1/365 – Catalonia – DOQ Priorat – Porrera – Sangenís i Vaqué – Clos Monlleó 2000
It was the third of September! That day I’ll always remember, yes I will! The day I finally got to discover and appreciate Priorat wines, first hand! I’m rather excited, as I am joining into the wine blogging community, getting to write about my passion for wine. I won’t start with the first wine I ever tried but the wines from the areas where I live and work. The focus is Catalan wine and trying to present them in a basic way which I feel might appeal to many people, all wine lovers alike. Doing it the Sweet Easy way!
We, my wife and I, had recently moved to Barcelona and this was the day we would explore Priorat. As we were approaching the mythical and mystical region, we decided to get of the main road and the first sign said Porrera. That’s it! Only 6 kilometers from the main road but it took us 15 minutes to get there. The GPS, quite optimistically, wanted us to drive at the speed of 90 km/h but the windy roads wouldn’t allow more than 45 km/h. All good! All worth it! This, our first day in Priorat, we didn’t see much more than Porrera, knowing full well that we were going to be back!

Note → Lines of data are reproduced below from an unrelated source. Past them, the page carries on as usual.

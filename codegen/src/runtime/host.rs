//! Host value model used by compiled and interpreted serializers
//!
//! Instances are JSON objects keyed by getter method name (`getName`) or field name, with an
//! optional `@type` entry naming the runtime class. An optional is `{"@optional": content}`
//! where a `null` content means empty. A JSON `null` anywhere is a null reference. Dates,
//! strings, characters and enum constants are strings; collections are arrays; maps are
//! objects.

use std::fmt::Write;

use chrono::{DateTime, NaiveDate, NaiveDateTime, NaiveTime};
use error_stack::Report;
use serde_json::{Map, Value};

use super::json_generator::JsonGenerator;
use crate::config::DateFormat;
use crate::error::{Error, Result};
use crate::ir::ScalarKind;
use crate::type_descriptor::ClassName;

/// Key naming the runtime class of an instance
pub const TYPE_MARKER: &str = "@type";

/// Key holding the content of an optional
pub const OPTIONAL_MARKER: &str = "@optional";

static NULL: Value = Value::Null;

fn member<'v>(target: &'v Value, name: &str, what: &str) -> Result<&'v Value> {
    match target {
        Value::Object(members) => Ok(members.get(name).unwrap_or(&NULL)),
        other => Err(Report::new(Error::shape_mismatch(what, other))),
    }
}

/// Invoke a getter; an absent entry reads as `null`
///
/// # Errors
///
/// Returns an error when `target` is not an object.
pub fn invoke_getter<'v>(target: &'v Value, method: &str) -> Result<&'v Value> {
    member(target, method, "an instance with getters")
}

/// Read a public field; an absent entry reads as `null`
///
/// # Errors
///
/// Returns an error when `target` is not an object.
pub fn read_field<'v>(target: &'v Value, name: &str) -> Result<&'v Value> {
    member(target, name, "an instance with fields")
}

/// The runtime class recorded on an instance
#[must_use]
pub fn runtime_class(value: &Value) -> Option<&str> {
    value.get(TYPE_MARKER).and_then(Value::as_str)
}

/// Cast an instance onto `class`, failing when it records a different runtime class
///
/// # Errors
///
/// Returns an error when `value` records a runtime class other than `class`.
pub fn checked_cast<'v>(value: &'v Value, class: &ClassName) -> Result<&'v Value> {
    match runtime_class(value) {
        Some(actual) if actual != class.as_str() => Err(Report::new(Error::Serialization(
            format!("cannot cast instance of `{actual}` to `{class}`"),
        ))),
        _ => Ok(value),
    }
}

/// Whether `value` is an optional wrapper, empty or not
#[must_use]
pub fn is_optional(value: &Value) -> bool {
    value
        .as_object()
        .is_some_and(|members| members.contains_key(OPTIONAL_MARKER))
}

/// Content of an optional, `None` when empty
///
/// # Errors
///
/// Returns an error when `value` is not an optional wrapper.
pub fn optional_content(value: &Value) -> Result<Option<&Value>> {
    match value.get(OPTIONAL_MARKER) {
        Some(Value::Null) => Ok(None),
        Some(content) => Ok(Some(content)),
        None => Err(Report::new(Error::shape_mismatch("an optional", value))),
    }
}

/// Elements of a collection or array value
///
/// # Errors
///
/// Returns an error when `value` is not an array.
pub fn elements(value: &Value) -> Result<&[Value]> {
    value
        .as_array()
        .map(Vec::as_slice)
        .ok_or_else(|| Report::new(Error::shape_mismatch("a collection", value)))
}

/// Entries of a map value
///
/// # Errors
///
/// Returns an error when `value` is not an object.
pub fn entries(value: &Value) -> Result<&Map<String, Value>> {
    value
        .as_object()
        .ok_or_else(|| Report::new(Error::shape_mismatch("a map", value)))
}

/// Write a non-null scalar
///
/// # Errors
///
/// Returns an error when `value` does not have the JSON type `kind` calls for, or the
/// generator rejects the write.
pub fn write_scalar(
    generator: &mut dyn JsonGenerator,
    value: &Value,
    kind: ScalarKind,
) -> Result<()> {
    match (kind, value) {
        (ScalarKind::Boolean, Value::Bool(flag)) => generator.write_bool(*flag),
        (ScalarKind::Number, Value::Number(number)) => generator.write_number(number),
        (ScalarKind::Text | ScalarKind::EnumConstant, Value::String(text)) => {
            generator.write_string(text)
        }
        (ScalarKind::Boolean, other) => Err(Report::new(Error::shape_mismatch("a boolean", other))),
        (ScalarKind::Number, other) => Err(Report::new(Error::shape_mismatch("a number", other))),
        (ScalarKind::Text | ScalarKind::EnumConstant, other) => {
            Err(Report::new(Error::shape_mismatch("a string", other)))
        }
    }
}

/// Write a non-null date or time value
///
/// # Errors
///
/// Returns an error when `value` is not a string or cannot be rendered through `format`.
pub fn write_date(
    generator: &mut dyn JsonGenerator,
    value: &Value,
    format: &DateFormat,
) -> Result<()> {
    let text = value
        .as_str()
        .ok_or_else(|| Report::new(Error::shape_mismatch("a date string", value)))?;
    generator.write_string(&format_date(text, format)?)
}

/// Render ISO date or time text through `format`
///
/// Offset date-times, local date-times, dates and times are tried in that order. A pattern
/// asking for fields the value does not have is an error.
///
/// # Errors
///
/// Returns an error when `text` is not an ISO date or time, or `format` needs fields it lacks.
pub fn format_date(text: &str, format: &DateFormat) -> Result<String> {
    let DateFormat::Pattern(pattern) = format else {
        return Ok(text.to_string());
    };

    let mut rendered = String::new();
    let written = if let Ok(date_time) = DateTime::parse_from_rfc3339(text) {
        write!(rendered, "{}", date_time.format(pattern))
    } else if let Ok(date_time) = text.parse::<NaiveDateTime>() {
        write!(rendered, "{}", date_time.format(pattern))
    } else if let Ok(date) = text.parse::<NaiveDate>() {
        write!(rendered, "{}", date.format(pattern))
    } else if let Ok(time) = text.parse::<NaiveTime>() {
        write!(rendered, "{}", time.format(pattern))
    } else {
        return Err(Report::new(Error::Serialization(format!(
            "`{text}` is not an ISO date or time"
        ))));
    };

    written.map_err(|_| {
        Report::new(Error::Serialization(format!(
            "date format `{pattern}` does not apply to `{text}`"
        )))
    })?;
    Ok(rendered)
}

#[cfg(test)]
#[allow(clippy::expect_used, reason = "test assertions")]
mod tests {
    use serde_json::json;

    use super::*;

    #[test]
    fn test_members_default_to_null() {
        let person = json!({ "@type": "com.acme.Person", "getName": "Ada" });
        assert_eq!(invoke_getter(&person, "getName").ok(), Some(&json!("Ada")));
        assert_eq!(invoke_getter(&person, "getAge").ok(), Some(&Value::Null));
        assert!(read_field(&json!(3), "x").is_err());
    }

    #[test]
    fn test_checked_cast() {
        let circle = json!({ "@type": "com.acme.Circle" });
        assert!(checked_cast(&circle, &ClassName::from("com.acme.Circle")).is_ok());
        assert!(checked_cast(&circle, &ClassName::from("com.acme.Square")).is_err());
        assert!(checked_cast(&json!({}), &ClassName::from("com.acme.Square")).is_ok());
    }

    #[test]
    fn test_optional_content() {
        let empty = json!({ "@optional": null });
        let present = json!({ "@optional": 4 });
        assert!(is_optional(&empty));
        assert_eq!(optional_content(&empty).expect("optional"), None);
        assert_eq!(optional_content(&present).expect("optional"), Some(&json!(4)));
        assert!(optional_content(&json!(4)).is_err());
    }

    #[test]
    fn test_format_date() {
        let pattern = DateFormat::Pattern("%d.%m.%Y".to_string());
        assert_eq!(
            format_date("2024-03-09", &pattern).expect("date"),
            "09.03.2024"
        );
        assert_eq!(
            format_date("2024-03-09T10:15:30Z", &pattern).expect("instant"),
            "09.03.2024"
        );
        assert_eq!(
            format_date("2024-03-09T10:15:30", &DateFormat::Iso).expect("iso"),
            "2024-03-09T10:15:30"
        );
        assert!(format_date("10:15", &pattern).is_err());
        assert!(format_date("not a date", &pattern).is_err());
    }
}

Formerly called Vallporrera (twelfth century Valporriera) is a derivative of leek with a collective sense. Obviously, this is the edible leek, cultivated since ancient times. It is, therefore, a Roman name, from the Latin “porrum” and would have the meaning “(valley) where the leek is plentiful.” Now, the wines is plentiful. Porrera has 14 wine cellars, a few restaurants, B&B;s and a welcoming feel! As Priorat has its micro climate, Porrera displays yet another micro climate within the DOQ. Some say, you will be able to distinguish wines from Porrera in comparison to other wines from the region.
The Sangenis and the Vaques! The sign outside the winery, located on Placa Catalunya, only states DO, and the sign hasn’t changed since 1979. Priorat got it’s DOQ in 2000 and the fever started. By that time Pere Sangenis and Conxita Vaqué had been producing excellent wines for more than 20 years, although the history of winemaking runs for generations. The new generation, daughters Nuria and Maria, are now exploring historical vineyards with a modern touch. The labels stay the same, as the father still has his say so. Changing the sign, adding the Q, seems to be the least important thing for now.
Sangenís I Vaqué was founded in 1978 by Pere Sangenís and Conxita Vaqué. The vineyards are located in Porrera, famous for its llicorella (schist and slate) terraces and vines, all of which are venerable, and divided between Garnacha and Cariñena. Minimal intervention in the winery is the philosophy here and the wines are aged in a combination of French (85%) and American (15%) oak for 12months. They are then bottled unfined and unfiltered and can, as a result, be seen as amongst the purest and most traditional. This is and will be, for a very long time, my favorite winery!
The top wine at this wonderful Celler, Clos Monlleó, is a 50/50 blend of 80 year-old Carinena and 30 year-old Garnacha, aged for 18 months in new Allier oak and bottled unfined and unfiltered. The 2000 is beefy and carries a slight hint of smokiness. Gamey notes are clear and loads and loads of black fruit comes over the mouth. Spices and bell peppers are evident. Complex and long aftertaste. The tannins are soft, almost mellow, and the acidity, even thou noticeable, is quite low.
This is a very classy wine!
First day, first wine! More to come tomorrow!